Какую переменную сохранять в СЕССИИ для безопасности?

Question

[Денис Юламанов]

Какую переменную безопаснее всего сохранять в СЕССИИ? Или как безопасно сохранить переменную в СЕССИИ?

Comments

[twobomb]

Что значит безопаснее, вы так говорите будто сессии хранятся у клиента

[Денис Юламанов]

twobomb, Извини, а что, это не так? )) Просто я думал что СЕССИИ хранятся как куки... А что тогда хранится у пользователей?

[twobomb]

Денис Юламанов, Куки

[twobomb]

Денис Юламанов, Сессии хранятся на сервере, ты можешь даже выбрать где они будут хранится
P.S. Единственное что ты можешь хранить у клиента это session_id

[Денис Юламанов]

twobomb, Т.е я могу использовать любую переменную в СЕССИИ для логина пользователя(Любую уникальную)?

[twobomb]

Денис Юламанов, Можешь создавать какие угодно и сколько угодно переменных, ну учитывай что сессии обычно не вечные, не нужно хранить там важные данные.

[Денис Юламанов]

twobomb, Спасибо большое!

Answer 1

[Ищю в поисковиках]

Здравствуйте.

Прочтите эту статью: https://m.habr.com/ru/post/437972/

Несколько общих рекомендаций:
1. Передавайте в cookie как, можно меньше информации, т.к. cookie имеют ограничение длинны (у большинства серверов), выход за ограничение вызовет 502 ошибку.
2. Храните как можно меньше данных в сессиях.
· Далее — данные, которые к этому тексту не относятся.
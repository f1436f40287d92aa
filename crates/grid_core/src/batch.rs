use std::fmt;

use serde::{Deserialize, Serialize};

/// Opaque server-issued identifier for one submitted batch.
#[derive(Debug, Clone, PartialEq, Eq, PartialOrd, Ord, Hash, Serialize, Deserialize)]
#[serde(transparent)]
pub struct BatchId(String);

impl BatchId {
    pub fn new(id: impl Into<String>) -> Self {
        Self(id.into())
    }

    pub fn as_str(&self) -> &str {
        &self.0
    }

    /// An empty or whitespace-only id means "nothing to monitor".
    pub fn is_blank(&self) -> bool {
        self.0.trim().is_empty()
    }
}

impl fmt::Display for BatchId {
    fn fmt(&self, f: &mut fmt::Formatter<'_>) -> fmt::Result {
        f.write_str(&self.0)
    }
}

impl From<&str> for BatchId {
    fn from(value: &str) -> Self {
        Self::new(value)
    }
}

impl From<String> for BatchId {
    fn from(value: String) -> Self {
        Self(value)
    }
}

/// The five required payloads of a batch submission.
#[derive(Debug, Clone, Copy, PartialEq, Eq, PartialOrd, Ord, Hash)]
pub enum FileSlot {
    AgentMapping,
    CrmPipeline,
    EmailLogs,
    LeadsData,
    SalesPipeline,
}

impl FileSlot {
    pub const ALL: [FileSlot; 5] = [
        FileSlot::AgentMapping,
        FileSlot::CrmPipeline,
        FileSlot::EmailLogs,
        FileSlot::LeadsData,
        FileSlot::SalesPipeline,
    ];

    /// Multipart field name expected by the upload endpoint.
    pub fn field_name(self) -> &'static str {
        match self {
            FileSlot::AgentMapping => "agent_mapping",
            FileSlot::CrmPipeline => "crm_pipeline",
            FileSlot::EmailLogs => "email_logs",
            FileSlot::LeadsData => "leads_data",
            FileSlot::SalesPipeline => "sales_pipeline",
        }
    }

    pub fn label(self) -> &'static str {
        match self {
            FileSlot::AgentMapping => "Agent Mappings",
            FileSlot::CrmPipeline => "CRM Pipeline",
            FileSlot::EmailLogs => "Email Logs",
            FileSlot::LeadsData => "Leads Data",
            FileSlot::SalesPipeline => "Sales Pipeline",
        }
    }
}

impl fmt::Display for FileSlot {
    fn fmt(&self, f: &mut fmt::Formatter<'_>) -> fmt::Result {
        f.write_str(self.field_name())
    }
}
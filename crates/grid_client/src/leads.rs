use grid_core::BatchId;
use reqwest::multipart::{Form, Part};
use serde::Deserialize;

use crate::api::{read_json, transport};
use crate::{ApiError, FilePayload, GridClient};

/// Lead records are open-ended rows of the uploaded CSV.
pub type Lead = serde_json::Map<String, serde_json::Value>;

#[derive(Debug, Clone, Copy, PartialEq, Eq, Default)]
pub enum SortDir {
    #[default]
    Asc,
    Desc,
}

impl SortDir {
    pub fn as_str(self) -> &'static str {
        match self {
            SortDir::Asc => "asc",
            SortDir::Desc => "desc",
        }
    }
}

#[derive(Debug, Clone, PartialEq, Eq)]
pub struct LeadQuery {
    pub page: u32,
    pub page_size: u32,
    pub batch_id: Option<BatchId>,
    pub search: Option<String>,
    pub region: Option<String>,
    pub lead_source: Option<String>,
    pub sort_by: Option<String>,
    pub sort_dir: SortDir,
}

impl Default for LeadQuery {
    fn default() -> Self {
        Self {
            page: 1,
            page_size: 25,
            batch_id: None,
            search: None,
            region: None,
            lead_source: None,
            sort_by: None,
            sort_dir: SortDir::Asc,
        }
    }
}

impl LeadQuery {
    fn pairs(&self) -> Vec<(&'static str, String)> {
        let mut pairs = vec![
            ("page", self.page.max(1).to_string()),
            ("page_size", self.page_size.max(1).to_string()),
        ];
        let optional = [
            ("batch_id", self.batch_id.as_ref().map(BatchId::to_string)),
            ("search", self.search.clone()),
            ("region", self.region.clone()),
            ("lead_source", self.lead_source.clone()),
        ];
        pairs.extend(
            optional
                .into_iter()
                .filter_map(|(key, value)| value.filter(|v| !v.is_empty()).map(|v| (key, v))),
        );
        if let Some(sort_by) = self.sort_by.as_ref().filter(|v| !v.is_empty()) {
            pairs.push(("sort_by", sort_by.clone()));
            pairs.push(("sort_dir", self.sort_dir.as_str().to_string()));
        }
        pairs
    }
}

#[derive(Debug, Clone, PartialEq, Deserialize)]
pub struct LeadPage {
    pub leads: Vec<Lead>,
    pub total: u64,
    pub page: u32,
    pub page_size: u32,
    pub total_pages: u32,
}

#[derive(Debug, Clone, PartialEq, Eq, Default, Deserialize)]
pub struct LeadFilters {
    #[serde(default)]
    pub regions: Vec<String>,
    #[serde(default)]
    pub sources: Vec<String>,
}

#[derive(Debug, Clone, PartialEq, Eq, Deserialize)]
pub struct CsvUploadReceipt {
    pub status: String,
    pub filename: String,
    pub rows: u64,
    #[serde(default)]
    pub columns: Vec<String>,
}

#[derive(Debug, Clone, PartialEq, Eq, Deserialize)]
pub struct AgentRoster {
    pub agents: Vec<AgentInfo>,
}

#[derive(Debug, Clone, PartialEq, Eq, Deserialize)]
pub struct AgentInfo {
    pub id: String,
    pub name: String,
    #[serde(default)]
    pub description: String,
    pub stage: u32,
    pub status: String,
    #[serde(default)]
    pub last_run: Option<String>,
}

impl GridClient {
    pub async fn fetch_leads(&self, query: &LeadQuery) -> Result<LeadPage, ApiError> {
        let mut url = self.config().endpoint(&["leads"]);
        url.query_pairs_mut().extend_pairs(query.pairs());
        let response = self.http().get(url).send().await.map_err(transport)?;
        read_json(response, "Failed to fetch leads").await
    }

    /// Looks a lead up by its `lead_id` column or, failing that, its row index.
    pub async fn fetch_lead(&self, lead_id: &str) -> Result<Lead, ApiError> {
        let url = self.config().endpoint(&["leads", lead_id]);
        let response = self.http().get(url).send().await.map_err(transport)?;
        read_json(response, "Failed to fetch lead").await
    }

    pub async fn fetch_lead_filters(&self) -> Result<LeadFilters, ApiError> {
        let url = self.config().endpoint(&["leads", "filters"]);
        let response = self.http().get(url).send().await.map_err(transport)?;
        read_json(response, "Failed to fetch filters").await
    }

    /// Replaces the server's leads table with a single CSV.
    pub async fn upload_leads_csv(&self, file: &FilePayload) -> Result<CsvUploadReceipt, ApiError> {
        let part = Part::bytes(file.bytes.to_vec()).file_name(file.file_name.clone());
        let form = Form::new().part("file", part);
        let url = self.config().endpoint(&["leads", "upload"]);
        let response = self
            .http()
            .post(url)
            .multipart(form)
            .send()
            .await
            .map_err(transport)?;
        read_json(response, "Upload failed").await
    }

    pub async fn fetch_agent_status(&self) -> Result<AgentRoster, ApiError> {
        let url = self.config().endpoint(&["agents", "status"]);
        let response = self.http().get(url).send().await.map_err(transport)?;
        read_json(response, "Failed to fetch agent status").await
    }
}
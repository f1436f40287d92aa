//! Command-line front end for the Strategic Grid backend.
pub mod cli;
pub mod commands;
pub mod effects;
pub mod render;
pub mod session;
pub mod settings;

pub use effects::EffectRunner;
pub use session::UploadSession;
pub use settings::{FileConfig, Settings};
Сессии хранятся в файлах. Единовременно, может быть только одно обращение к файлу. Чем больше храните в сессиях, тем большее информации в них записано и тем дольше будет поиск по файлу сессий, что увеличит время блокировки и скорость загрузки сайта/приложения.
Redis/Tarantol/Memcached решают проблему, т.к. позволяют хранить сессии в оперативной памяти.